Aber das, was ab 2012 für die Leipziger spürbar umgesetzt wurde, trägt Früchte.

Darüber berichteten am Freitag, 19. Februar, Susanne Metz, Direktorin der Leipziger Städtischen Bibliotheken, und Kulturbürgermeister Michael Faber. Und sie freuten sich über die Zahlen: Die Zahl der Entleihungen stieg von 4,7 Millionen auf 4,9 Millionen, die Zahl der Besuche in den Bibliotheken stieg leicht von 1,076 auf 1,097 Millionen. Online ging geradezu die Post ab, stiegen die Zahlen von 2,98 Millionen auf 3,74 Millionen. Zeichen dafür, dass nicht nur der Katalog und die Informationsangebote fleißig genutzt werden, sondern auch die Nachfrage nach eBooks deutlich gestiegen ist.

Eigentlich haben diverse Experten schon den Abgesang der Biblotheken und ihrer Buchbestände aus Papier verkündet. In einigen Stadtbibliotheken deutscher Großstädte scheint die Entwicklung tatsächlich da hinzugehen. „Aber Leipzig hat sich da völlig gegen den Trend entwickelt“, sagt Susanne Metz. „Die Leipziger bevorzugen augenscheinlich weiterhin das haptisch greifbare Buch.“

Dass es so ist, kann durchaus auch damit zu tun haben, dass es bei elektronischen Büchern einen harten Kampf um Lizenzen gibt. „Anders als bei richtigen Büchern besitzen wir die eBooks nicht, sondern können immer nur Lizenzen erwerben“, sagt die Amtsleiterin. Oft gelten diese Lizenzen nicht nur für einen bestimmten Zeitraum, sondern sind auch auf eine bestimmte Zahl von Ausleihen begrenzt. „Wenn die Frist abgelaufen ist, müssen wir die eBooks auch richtig aus unserem Bestand nehmen“, sagt Metz.

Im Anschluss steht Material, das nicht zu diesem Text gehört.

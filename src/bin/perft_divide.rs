//! Print per-move perft counts for a position.
//!
//! Usage: `perft_divide [--fen "<fen>"] [--depth N] [--threads]`
//!
//! Output matches the `move: nodes` format of common engines so the lines can
//! be diffed directly.

use std::env;
use std::process::ExitCode;
use std::time::Instant;

use chess_core::game_state::chess_rules::STARTING_POSITION_FEN;
use chess_core::game_state::game_state::GameState;
use chess_core::move_generation::perft::{perft_divide, perft_multi_threaded};

struct Options {
    fen: String,
    depth: u8,
    threads: bool,
}

fn parse_args(args: &[String]) -> Result<Options, String> {
    let mut options = Options {
        fen: STARTING_POSITION_FEN.to_owned(),
        depth: 4,
        threads: false,
    };

    let mut iter = args.iter().skip(1);
    while let Some(arg) = iter.next() {
        match arg.as_str() {
            "--fen" => {
                options.fen = iter.next().ok_or("--fen expects a value")?.clone();
            }
            "--depth" => {
                let value = iter.next().ok_or("--depth expects a value")?;
                options.depth = value
                    .parse()
                    .map_err(|_| format!("invalid depth '{value}'"))?;
            }
            "--threads" => options.threads = true,
            other => return Err(format!("unknown argument '{other}'")),
        }
    }

    Ok(options)
}

fn main() -> ExitCode {
    env_logger::init();

    let args: Vec<String> = env::args().collect();
    let options = match parse_args(&args) {
        Ok(options) => options,
        Err(message) => {
            eprintln!("{message}");
            eprintln!("usage: perft_divide [--fen \"<fen>\"] [--depth N] [--threads]");
            return ExitCode::FAILURE;
        }
    };

    let game = match GameState::from_fen(&options.fen) {
        Ok(game) => game,
        Err(err) => {
            eprintln!("{err}");
            return ExitCode::FAILURE;
        }
    };

    let start = Instant::now();
    if options.threads {
        let nodes = perft_multi_threaded(&game, options.depth);
        println!("\nNodes searched: {nodes}");
    } else {
        let divide = perft_divide(&game, options.depth);
        for (mv, nodes) in &divide.moves {
            println!("{mv}: {nodes}");
        }
        println!("\nNodes searched: {}", divide.total);
    }
    println!("Time: {} ms", start.elapsed().as_millis());

    ExitCode::SUCCESS
}
use crate::game_state::{chess_types::*, game_state::GameState};
use crate::move_generation::move_collection::LegalMoveCollection;
use crate::moves::chess_move::Move;
use crate::moves::king_moves::king_targets;

/// Geometry of one castling option.
struct CastlingLane {
    color: Color,
    right: CastlingRights,
    king_from: Square,
    king_to: Square,
    rook_from: Square,
    /// Squares between king and rook.
    must_be_empty: u64,
    /// King start, transit and destination.
    must_be_safe: u64,
}

const fn squares_mask(squares: &[Square]) -> u64 {
    let mut mask = 0u64;
    let mut i = 0;
    while i < squares.len() {
        mask |= 1u64 << squares[i];
        i += 1;
    }
    mask
}

const CASTLING_LANES: [CastlingLane; 4] = [
    CastlingLane {
        color: Color::White,
        right: CASTLE_WHITE_KINGSIDE,
        king_from: 4,
        king_to: 6,
        rook_from: 7,
        must_be_empty: squares_mask(&[5, 6]),
        must_be_safe: squares_mask(&[4, 5, 6]),
    },
    CastlingLane {
        color: Color::White,
        right: CASTLE_WHITE_QUEENSIDE,
        king_from: 4,
        king_to: 2,
        rook_from: 0,
        must_be_empty: squares_mask(&[1, 2, 3]),
        must_be_safe: squares_mask(&[4, 3, 2]),
    },
    CastlingLane {
        color: Color::Black,
        right: CASTLE_BLACK_KINGSIDE,
        king_from: 60,
        king_to: 62,
        rook_from: 63,
        must_be_empty: squares_mask(&[61, 62]),
        must_be_safe: squares_mask(&[60, 61, 62]),
    },
    CastlingLane {
        color: Color::Black,
        right: CASTLE_BLACK_QUEENSIDE,
        king_from: 60,
        king_to: 58,
        rook_from: 56,
        must_be_empty: squares_mask(&[57, 58, 59]),
        must_be_safe: squares_mask(&[60, 59, 58]),
    },
];

/// One-step king moves. Castling is produced separately by
/// [`generate_castling_moves`] once the enemy attack map is complete.
pub fn generate_king_moves(
    game_state: &GameState,
    from: Square,
    color: Color,
    out: &mut LegalMoveCollection,
) {
    let side_to_move = game_state.color_to_move;
    let mut targets = king_targets(from);

    while targets != 0 {
        let to = targets.trailing_zeros() as Square;
        targets &= targets - 1;

        out.mark_attack(to, color);
        if !game_state.squares[to as usize].is_color(color) {
            out.push(Move::new(from, to), color, side_to_move);
        }
    }
}

/// Castling moves for the side to move.
///
/// Requires the right, king and rook on their home squares, an empty lane and
/// no enemy attack on the king's start, transit or destination square.
pub fn generate_castling_moves(game_state: &GameState, out: &mut LegalMoveCollection) {
    let side = game_state.color_to_move;
    let enemy_attacks = out.attack_bits(side.opposite());
    let king = Piece::new(PieceKind::King, side);
    let rook = Piece::new(PieceKind::Rook, side);

    for lane in CASTLING_LANES.iter().filter(|lane| lane.color == side) {
        if game_state.castling_rights & lane.right == 0 {
            continue;
        }
        if game_state.squares[lane.king_from as usize] != king
            || game_state.squares[lane.rook_from as usize] != rook
        {
            continue;
        }
        if !lane_is_empty(game_state, lane.must_be_empty) || enemy_attacks & lane.must_be_safe != 0
        {
            continue;
        }

        out.push(
            Move::castle(lane.king_from, lane.king_to, lane.rook_from),
            side,
            side,
        );
    }
}

fn lane_is_empty(game_state: &GameState, mut mask: u64) -> bool {
    while mask != 0 {
        let square = mask.trailing_zeros() as usize;
        if game_state.squares[square].is_some() {
            return false;
        }
        mask &= mask - 1;
    }
    true
}

#[cfg(test)]
mod tests {
    use crate::game_state::{chess_types::*, game_state::GameState};
    use crate::moves::chess_move::Move;

    fn castles(fen: &str) -> Vec<Move> {
        let game = GameState::from_fen(fen).expect("valid FEN");
        game.legal_moves()
            .friendly_moves()
            .iter()
            .copied()
            .filter(Move::is_castle)
            .collect()
    }

    #[test]
    fn both_wings_available_on_open_back_rank() {
        let moves = castles("r3k2r/8/8/8/8/8/8/R3K2R w KQkq - 0 1");
        assert_eq!(moves.len(), 2);
        assert!(moves.iter().any(|mv| mv.exact_eq(&Move::castle(4, 6, 7))));
        assert!(moves.iter().any(|mv| mv.exact_eq(&Move::castle(4, 2, 0))));

        let moves = castles("r3k2r/8/8/8/8/8/8/R3K2R b KQkq - 0 1");
        assert!(moves.iter().any(|mv| mv.exact_eq(&Move::castle(60, 62, 63))));
        assert!(moves.iter().any(|mv| mv.exact_eq(&Move::castle(60, 58, 56))));
    }

    #[test]
    fn blocked_lane_prevents_castling() {
        assert!(castles("r3k2r/8/8/8/8/8/8/RN2K1NR w KQkq - 0 1").is_empty());
    }

    #[test]
    fn queenside_b_file_attack_does_not_matter() {
        // Black rook on b8 covers b1, which the king never crosses.
        let moves = castles("1r2k3/8/8/8/8/8/8/R3K3 w Q - 0 1");
        assert_eq!(moves.len(), 1);
    }

    #[test]
    fn attacked_transit_square_prevents_castling() {
        // Black rook on f8 covers f1.
        assert!(castles("4kr2/8/8/8/8/8/8/4K2R w K - 0 1").is_empty());
    }

    #[test]
    fn cannot_castle_out_of_check() {
        assert!(castles("4r1k1/8/8/8/8/8/8/R3K2R w KQ - 0 1").is_empty());
    }

    #[test]
    fn missing_right_or_rook_prevents_castling() {
        assert!(castles("4k3/8/8/8/8/8/8/R3K2R w - - 0 1").is_empty());
        assert!(castles("4k3/8/8/8/8/8/8/4K3 w KQ - 0 1").is_empty());
    }

    #[test]
    fn king_steps_never_land_on_friendly_pieces() {
        let game = GameState::new_game();
        assert!(game
            .legal_moves()
            .friendly_moves()
            .iter()
            .all(|mv| mv.start() != 4));
    }
}
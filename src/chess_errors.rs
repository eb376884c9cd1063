//! Errors used throughout the rules engine.
//!
//! `ChessErrors` is the single error type returned by parsing utilities and by
//! the position state machine. Boundary failures (bad square names, malformed
//! FEN) are recoverable and suitable for showing to a user. `IllegalMove`
//! signals a caller that broke the move-application contract.

use std::error::Error;
use std::fmt;

use crate::game_state::chess_types::Square;
use crate::moves::chess_move::Move;

/// Unified error type for the rules engine.
#[derive(Debug, Clone, PartialEq, Eq)]
pub enum ChessErrors {
    /// A square name did not match `[a-h][1-8]` (case-insensitive).
    ///
    /// Payload: the original string.
    InvalidAlgebraicString(String),

    /// A square index outside `0..=63` was supplied.
    SquareOutOfRange(Square),

    /// A FEN string did not have exactly six space-separated fields.
    ///
    /// Payload: the number of fields found.
    InvalidFenFieldCount(usize),

    /// Unexpected character in the piece-placement field of a FEN string.
    InvalidFenToken(char),

    /// The piece-placement field did not describe an 8x8 board.
    ///
    /// Payload: the offending placement field.
    InvalidFenBoard(String),

    /// A non-placement FEN field (side, castling, en passant, clocks) was malformed.
    ///
    /// Payload: the offending field.
    InvalidFenField(String),

    /// A move outside the cached legal set was offered for application.
    IllegalMove(Move),
}

impl fmt::Display for ChessErrors {
    fn fmt(&self, f: &mut fmt::Formatter<'_>) -> fmt::Result {
        match self {
            ChessErrors::InvalidAlgebraicString(s) => {
                write!(f, "invalid square '{s}', expected [a-h][1-8]")
            }
            ChessErrors::SquareOutOfRange(square) => {
                write!(f, "square index {square} out of range 0..=63")
            }
            ChessErrors::InvalidFenFieldCount(count) => {
                write!(f, "FEN must have 6 fields, found {count}")
            }
            ChessErrors::InvalidFenToken(ch) => write!(f, "invalid FEN piece token '{ch}'"),
            ChessErrors::InvalidFenBoard(board) => write!(f, "invalid FEN board layout '{board}'"),
            ChessErrors::InvalidFenField(field) => write!(f, "invalid FEN field '{field}'"),
            ChessErrors::IllegalMove(mv) => write!(f, "illegal move {mv}"),
        }
    }
}

impl Error for ChessErrors {}
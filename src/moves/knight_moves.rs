//! Knight target tables.
//!
//! Each of the eight jump offsets is guarded by its own file/rank condition so
//! that, for example, `+17` from the h-file never wraps onto the a-file.

pub const KNIGHT_TARGETS: [u64; 64] = generate_knight_targets();

/// Offset and the (min file, max file, min rank, max rank) the origin must lie in.
const KNIGHT_JUMPS: [(i8, u8, u8, u8, u8); 8] = [
    (17, 0, 6, 0, 5),
    (-15, 0, 6, 2, 7),
    (10, 0, 5, 0, 6),
    (-6, 0, 5, 1, 7),
    (6, 2, 7, 0, 6),
    (-10, 2, 7, 1, 7),
    (15, 1, 7, 0, 5),
    (-17, 1, 7, 2, 7),
];

#[inline]
pub const fn knight_targets(square: u8) -> u64 {
    KNIGHT_TARGETS[square as usize]
}

const fn generate_knight_targets() -> [u64; 64] {
    let mut table = [0u64; 64];
    let mut sq = 0usize;

    while sq < 64 {
        let file = (sq % 8) as u8;
        let rank = (sq / 8) as u8;
        let mut targets = 0u64;
        let mut i = 0usize;

        while i < KNIGHT_JUMPS.len() {
            let (offset, min_file, max_file, min_rank, max_rank) = KNIGHT_JUMPS[i];
            if file >= min_file && file <= max_file && rank >= min_rank && rank <= max_rank {
                targets |= 1u64 << (sq as i16 + offset as i16);
            }
            i += 1;
        }

        table[sq] = targets;
        sq += 1;
    }

    table
}
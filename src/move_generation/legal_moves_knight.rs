use crate::game_state::{chess_types::*, game_state::GameState};
use crate::move_generation::move_collection::LegalMoveCollection;
use crate::moves::chess_move::Move;
use crate::moves::knight_moves::knight_targets;

pub fn generate_knight_moves(
    game_state: &GameState,
    from: Square,
    color: Color,
    out: &mut LegalMoveCollection,
) {
    let side_to_move = game_state.color_to_move;
    let mut targets = knight_targets(from);

    while targets != 0 {
        let to = targets.trailing_zeros() as Square;
        targets &= targets - 1;

        out.mark_attack(to, color);
        if !game_state.squares[to as usize].is_color(color) {
            out.push(Move::new(from, to), color, side_to_move);
        }
    }
}
//! Output of one generation pass.
//!
//! Moves are split by whether the moving piece belongs to the side to move;
//! attack bitmaps are kept per color with one bit per attacked square.

use crate::game_state::chess_types::{square_bit, Color, Square};
use crate::moves::chess_move::Move;

/// Upper bound on pseudo-legal moves in any reachable position.
const MOVE_CAPACITY: usize = 256;

#[derive(Debug, Clone, Default)]
pub struct LegalMoveCollection {
    friendly_moves: Vec<Move>,
    enemy_moves: Vec<Move>,
    attack_bits: [u64; 2],
}

impl LegalMoveCollection {
    pub fn new() -> Self {
        Self {
            friendly_moves: Vec::with_capacity(MOVE_CAPACITY),
            enemy_moves: Vec::with_capacity(MOVE_CAPACITY),
            attack_bits: [0; 2],
        }
    }

    /// Legal moves for the side to move once the legality filter has run.
    #[inline]
    pub fn friendly_moves(&self) -> &[Move] {
        &self.friendly_moves
    }

    /// Pseudo-legal moves of the side not to move.
    #[inline]
    pub fn enemy_moves(&self) -> &[Move] {
        &self.enemy_moves
    }

    #[inline]
    pub fn attack_bits(&self, color: Color) -> u64 {
        self.attack_bits[color.index()]
    }

    #[inline]
    pub fn is_attacked(&self, square: Square, by: Color) -> bool {
        self.attack_bits[by.index()] & square_bit(square) != 0
    }

    #[inline]
    pub(crate) fn push(&mut self, mv: Move, mover: Color, side_to_move: Color) {
        if mover == side_to_move {
            self.friendly_moves.push(mv);
        } else {
            self.enemy_moves.push(mv);
        }
    }

    #[inline]
    pub(crate) fn mark_attack(&mut self, square: Square, by: Color) {
        self.attack_bits[by.index()] |= square_bit(square);
    }

    pub(crate) fn take_friendly_moves(&mut self) -> Vec<Move> {
        std::mem::take(&mut self.friendly_moves)
    }

    pub(crate) fn set_friendly_moves(&mut self, moves: Vec<Move>) {
        self.friendly_moves = moves;
    }
}
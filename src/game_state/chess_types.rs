//! Primitive board encodings shared by every subsystem.
//!
//! Squares are plain `0..=63` indices (`rank * 8 + file`, a1 = 0, h8 = 63).
//! Pieces are bit-flag values combining a kind and a color; all flag tests go
//! through the named predicates on [`Piece`] so call sites never touch raw bits.

use std::fmt;

/// Board square index (`0..=63`).
pub type Square = u8;

/// Number of squares on the board.
pub const BOARD_SQUARES: usize = 64;

#[inline]
pub const fn rank_of(square: Square) -> u8 {
    square / 8
}

#[inline]
pub const fn file_of(square: Square) -> u8 {
    square % 8
}

#[inline]
pub const fn square_at(file: u8, rank: u8) -> Square {
    rank * 8 + file
}

#[inline]
pub const fn square_bit(square: Square) -> u64 {
    1u64 << square
}

/// Side to move.
#[derive(Debug, Clone, Copy, PartialEq, Eq, Hash)]
pub enum Color {
    White,
    Black,
}

impl Color {
    #[inline]
    pub const fn index(self) -> usize {
        match self {
            Color::White => 0,
            Color::Black => 1,
        }
    }

    #[inline]
    pub const fn opposite(self) -> Self {
        match self {
            Color::White => Color::Black,
            Color::Black => Color::White,
        }
    }

    /// Rank a pawn of this color promotes on.
    #[inline]
    pub const fn promotion_rank(self) -> u8 {
        match self {
            Color::White => 7,
            Color::Black => 0,
        }
    }

    /// Rank a pawn of this color may double-push from.
    #[inline]
    pub const fn pawn_home_rank(self) -> u8 {
        match self {
            Color::White => 1,
            Color::Black => 6,
        }
    }

    const fn flag(self) -> u8 {
        match self {
            Color::White => Piece::WHITE_FLAG,
            Color::Black => Piece::BLACK_FLAG,
        }
    }
}

/// Piece kind without color.
#[derive(Debug, Clone, Copy, PartialEq, Eq, Hash)]
pub enum PieceKind {
    Pawn,
    Bishop,
    Rook,
    Knight,
    Queen,
    King,
}

impl PieceKind {
    pub const ALL: [PieceKind; 6] = [
        PieceKind::Pawn,
        PieceKind::Bishop,
        PieceKind::Rook,
        PieceKind::Knight,
        PieceKind::Queen,
        PieceKind::King,
    ];

    #[inline]
    const fn flag(self) -> u8 {
        match self {
            PieceKind::Pawn => 1 << 0,
            PieceKind::Bishop => 1 << 1,
            PieceKind::Rook => 1 << 2,
            PieceKind::Knight => 1 << 3,
            PieceKind::Queen => 1 << 4,
            PieceKind::King => 1 << 5,
        }
    }

    /// Lowercase FEN letter for this kind.
    pub const fn to_char(self) -> char {
        match self {
            PieceKind::Pawn => 'p',
            PieceKind::Bishop => 'b',
            PieceKind::Rook => 'r',
            PieceKind::Knight => 'n',
            PieceKind::Queen => 'q',
            PieceKind::King => 'k',
        }
    }

    pub fn from_char(ch: char) -> Option<PieceKind> {
        match ch.to_ascii_lowercase() {
            'p' => Some(PieceKind::Pawn),
            'b' => Some(PieceKind::Bishop),
            'r' => Some(PieceKind::Rook),
            'n' => Some(PieceKind::Knight),
            'q' => Some(PieceKind::Queen),
            'k' => Some(PieceKind::King),
            _ => None,
        }
    }
}

/// Contents of one square: a kind flag plus a color flag, or nothing.
#[derive(Clone, Copy, PartialEq, Eq, Hash, Default)]
pub struct Piece(u8);

impl Piece {
    const WHITE_FLAG: u8 = 1 << 6;
    const BLACK_FLAG: u8 = 1 << 7;
    const COLOR_MASK: u8 = Self::WHITE_FLAG | Self::BLACK_FLAG;
    const SLIDING_MASK: u8 =
        PieceKind::Bishop.flag() | PieceKind::Rook.flag() | PieceKind::Queen.flag();

    /// The empty square.
    pub const NONE: Piece = Piece(0);

    #[inline]
    pub const fn new(kind: PieceKind, color: Color) -> Self {
        Piece(kind.flag() | color.flag())
    }

    #[inline]
    pub const fn is_none(self) -> bool {
        self.0 == 0
    }

    #[inline]
    pub const fn is_some(self) -> bool {
        self.0 != 0
    }

    #[inline]
    pub const fn is_kind(self, kind: PieceKind) -> bool {
        self.0 & kind.flag() != 0
    }

    #[inline]
    pub const fn is_color(self, color: Color) -> bool {
        self.0 & color.flag() != 0
    }

    /// Bishop, rook or queen.
    #[inline]
    pub const fn is_sliding(self) -> bool {
        self.0 & Self::SLIDING_MASK != 0
    }

    pub fn kind(self) -> Option<PieceKind> {
        PieceKind::ALL.into_iter().find(|kind| self.is_kind(*kind))
    }

    pub const fn color(self) -> Option<Color> {
        match self.0 & Self::COLOR_MASK {
            Self::WHITE_FLAG => Some(Color::White),
            Self::BLACK_FLAG => Some(Color::Black),
            _ => None,
        }
    }

    /// Swap the pawn flag for `kind`, keeping the color.
    #[inline]
    pub const fn promoted(self, kind: PieceKind) -> Self {
        Piece(self.0 ^ (PieceKind::Pawn.flag() | kind.flag()))
    }

    /// FEN letter: uppercase for white, lowercase for black.
    pub fn to_fen_char(self) -> Option<char> {
        let ch = self.kind()?.to_char();
        match self.color()? {
            Color::White => Some(ch.to_ascii_uppercase()),
            Color::Black => Some(ch),
        }
    }

    pub fn from_fen_char(ch: char) -> Option<Self> {
        let color = if ch.is_ascii_uppercase() {
            Color::White
        } else if ch.is_ascii_lowercase() {
            Color::Black
        } else {
            return None;
        };
        PieceKind::from_char(ch).map(|kind| Piece::new(kind, color))
    }
}

impl fmt::Debug for Piece {
    fn fmt(&self, f: &mut fmt::Formatter<'_>) -> fmt::Result {
        match (self.color(), self.kind()) {
            (Some(color), Some(kind)) => write!(f, "{color:?}{kind:?}"),
            _ => write!(f, "None"),
        }
    }
}

/// Packed castling rights, one bit per side and wing.
pub type CastlingRights = u8;

pub const CASTLE_WHITE_KINGSIDE: CastlingRights = 1 << 0;
pub const CASTLE_WHITE_QUEENSIDE: CastlingRights = 1 << 1;
pub const CASTLE_BLACK_KINGSIDE: CastlingRights = 1 << 2;
pub const CASTLE_BLACK_QUEENSIDE: CastlingRights = 1 << 3;
pub const CASTLE_ALL: CastlingRights = CASTLE_WHITE_KINGSIDE
    | CASTLE_WHITE_QUEENSIDE
    | CASTLE_BLACK_KINGSIDE
    | CASTLE_BLACK_QUEENSIDE;

/// Both rights belonging to `color`.
#[inline]
pub const fn castling_rights_for(color: Color) -> CastlingRights {
    match color {
        Color::White => CASTLE_WHITE_KINGSIDE | CASTLE_WHITE_QUEENSIDE,
        Color::Black => CASTLE_BLACK_KINGSIDE | CASTLE_BLACK_QUEENSIDE,
    }
}

/// Right tied to a rook starting on `square`, or 0 when it is not a corner.
#[inline]
pub const fn castling_right_for_corner(square: Square) -> CastlingRights {
    match square {
        0 => CASTLE_WHITE_QUEENSIDE,
        7 => CASTLE_WHITE_KINGSIDE,
        56 => CASTLE_BLACK_QUEENSIDE,
        63 => CASTLE_BLACK_KINGSIDE,
        _ => 0,
    }
}
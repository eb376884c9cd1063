use crate::game_state::{chess_types::*, game_state::GameState};
use crate::utils::algebraic::square_to_algebraic;

pub fn generate_fen(game_state: &GameState) -> String {
    let side_to_move = match game_state.color_to_move() {
        Color::White => "w",
        Color::Black => "b",
    };

    format!(
        "{} {} {} {} {} {}",
        generate_board_field(game_state.squares()),
        side_to_move,
        generate_castling_field(game_state.castling_rights()),
        generate_en_passant_field(game_state.en_passant_target()),
        game_state.half_move_clock(),
        game_state.full_move_count()
    )
}

fn generate_board_field(squares: &[Piece; BOARD_SQUARES]) -> String {
    let mut out = String::new();

    for rank in (0..8u8).rev() {
        let mut empty_count = 0u8;

        for file in 0..8u8 {
            match squares[square_at(file, rank) as usize].to_fen_char() {
                Some(ch) => {
                    if empty_count > 0 {
                        out.push(char::from(b'0' + empty_count));
                        empty_count = 0;
                    }
                    out.push(ch);
                }
                None => empty_count += 1,
            }
        }

        if empty_count > 0 {
            out.push(char::from(b'0' + empty_count));
        }
        if rank > 0 {
            out.push('/');
        }
    }

    out
}

fn generate_castling_field(castling_rights: CastlingRights) -> String {
    let out: String = [
        (CASTLE_WHITE_KINGSIDE, 'K'),
        (CASTLE_WHITE_QUEENSIDE, 'Q'),
        (CASTLE_BLACK_KINGSIDE, 'k'),
        (CASTLE_BLACK_QUEENSIDE, 'q'),
    ]
    .into_iter()
    .filter(|(right, _)| castling_rights & right != 0)
    .map(|(_, ch)| ch)
    .collect();

    if out.is_empty() {
        "-".to_owned()
    } else {
        out
    }
}

fn generate_en_passant_field(en_passant_target: Option<Square>) -> String {
    en_passant_target
        .and_then(|square| square_to_algebraic(square).ok())
        .unwrap_or_else(|| "-".to_owned())
}
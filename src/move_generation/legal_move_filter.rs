//! Full legal move generation.
//!
//! Pseudo-legal candidates are filtered by playing each one on a lightweight
//! clone and checking whether the mover's king is attacked afterwards. The
//! attack maps kept on the position are the ones from the pre-filter pass.

use crate::game_state::{chess_types::*, game_state::GameState};
use crate::game_state::terminal_state::classify_terminal_state;
use crate::move_generation::legal_move_apply::apply_move;
use crate::move_generation::move_generator::generate_pseudo_legal_moves;
use crate::moves::chess_move::Move;

/// Regenerate legal moves, the check flag and the terminal flags in place.
pub fn generate_legal_moves(game_state: &mut GameState) {
    let side = game_state.color_to_move;
    let mut collection = generate_pseudo_legal_moves(game_state);

    let king_square = game_state.king_square(side);
    let is_check = king_square.is_some_and(|square| collection.is_attacked(square, side.opposite()));

    let position: &GameState = game_state;
    let legal = collection
        .take_friendly_moves()
        .into_iter()
        .filter(|mv| !leaves_king_attacked(position, *mv, king_square))
        .collect();
    collection.set_friendly_moves(legal);

    game_state.legal_moves = collection;
    game_state.is_check = is_check;
    classify_terminal_state(game_state);
}

/// Play `mv` on a simulation clone and test the mover's king.
///
/// A side without a king is never in check, so every candidate passes.
fn leaves_king_attacked(game_state: &GameState, mv: Move, king_square: Option<Square>) -> bool {
    let Some(king_square) = king_square else {
        return false;
    };
    let king_after = if mv.start() == king_square {
        mv.target()
    } else {
        king_square
    };

    let mut future = game_state.simulation_clone();
    apply_move(&mut future, mv);
    let replies = generate_pseudo_legal_moves(&future);
    replies.is_attacked(king_after, game_state.color_to_move.opposite())
}
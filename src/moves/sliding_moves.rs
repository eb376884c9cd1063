//! Ray geometry for bishops, rooks and queens.
//!
//! Direction offsets are indexed so that `0..4` are the orthogonal rays and
//! `4..8` the diagonal ones; `NUM_SQUARES_TO_EDGE[square][dir]` bounds each
//! walk so rays never wrap across a board edge.

use std::ops::Range;

use crate::game_state::chess_types::{Piece, PieceKind, Square};

/// North, south, west, east, north-west, south-east, north-east, south-west.
pub const DIRECTION_OFFSETS: [i8; 8] = [8, -8, -1, 1, 7, -7, 9, -9];

pub const NUM_SQUARES_TO_EDGE: [[u8; 8]; 64] = generate_num_squares_to_edge();

const ORTHOGONAL: Range<usize> = 0..4;
const DIAGONAL: Range<usize> = 4..8;
const ALL_DIRECTIONS: Range<usize> = 0..8;

/// Direction indices a sliding piece walks along.
#[inline]
pub fn slider_directions(piece: Piece) -> Range<usize> {
    if piece.is_kind(PieceKind::Bishop) {
        DIAGONAL
    } else if piece.is_kind(PieceKind::Rook) {
        ORTHOGONAL
    } else {
        ALL_DIRECTIONS
    }
}

/// Square reached after `steps` moves along direction `dir` from `square`.
///
/// Callers keep `steps` within `NUM_SQUARES_TO_EDGE[square][dir]`.
#[inline]
pub const fn ray_square(square: Square, dir: usize, steps: u8) -> Square {
    (square as i16 + DIRECTION_OFFSETS[dir] as i16 * steps as i16) as Square
}

const fn min(a: u8, b: u8) -> u8 {
    if a < b {
        a
    } else {
        b
    }
}

const fn generate_num_squares_to_edge() -> [[u8; 8]; 64] {
    let mut table = [[0u8; 8]; 64];
    let mut sq = 0usize;

    while sq < 64 {
        let file = (sq % 8) as u8;
        let rank = (sq / 8) as u8;

        let north = 7 - rank;
        let south = rank;
        let west = file;
        let east = 7 - file;

        table[sq] = [
            north,
            south,
            west,
            east,
            min(north, west),
            min(south, east),
            min(north, east),
            min(south, west),
        ];
        sq += 1;
    }

    table
}
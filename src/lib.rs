//! Crate root module declarations for the chess rules core.
//!
//! Exposes board encodings, the move value, pseudo-legal and legal move
//! generation, the position state machine with terminal-state detection, perft
//! validation, and FEN / square-name utilities.

pub mod chess_errors;

pub mod game_state {
    pub mod chess_rules;
    pub mod chess_types;
    pub mod game_state;
    pub mod terminal_state;
}

pub mod moves {
    pub mod chess_move;
    pub mod king_moves;
    pub mod knight_moves;
    pub mod pawn_moves;
    pub mod sliding_moves;
}

pub mod move_generation {
    pub mod legal_move_apply;
    pub mod legal_move_filter;
    pub mod legal_moves_king;
    pub mod legal_moves_knight;
    pub mod legal_moves_pawn;
    pub mod legal_moves_sliding;
    pub mod move_collection;
    pub mod move_generator;
    pub mod perft;
}

pub mod utils {
    pub mod algebraic;
    pub mod fen_generator;
    pub mod fen_parser;
}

Mit so einem Gehabe werden es die Anbieter von eBooks natürlich nie schaffen, ihre Bücher zum Grundbestand städtischer Bibliotheken zu machen. Leipzigs Stadtbibliothek hat zwar im vergangenen Jahr deutlich mehr Geld ausgegeben, um Lizenzen für eBooks zu erwerben. Aber die Engpässe bleiben trotzdem. Auf manches eBook liegen schon Voranmeldungen für ein Jahr im Voraus vor.

Es gibt auch einige gedruckte Titel, bei denen es Anmeldelisten für ein halbes Jahr gibt. Aber das sind in der Regel stark nachgefragte Bestseller. Und die Bücher verschwinden nicht so schnell wieder aus dem Bestand, auch wenn die Bücher bei starker Ausleihe natürlich verschleißen.

Deswegen muss eine Stadtbibliothek ihren Bestand regelmäßig erneuern. Denn wenn die Bücher alt, zerlesen oder gar unaktuell sind, dann kommt natürlich auch kein Lesepublikum mehr.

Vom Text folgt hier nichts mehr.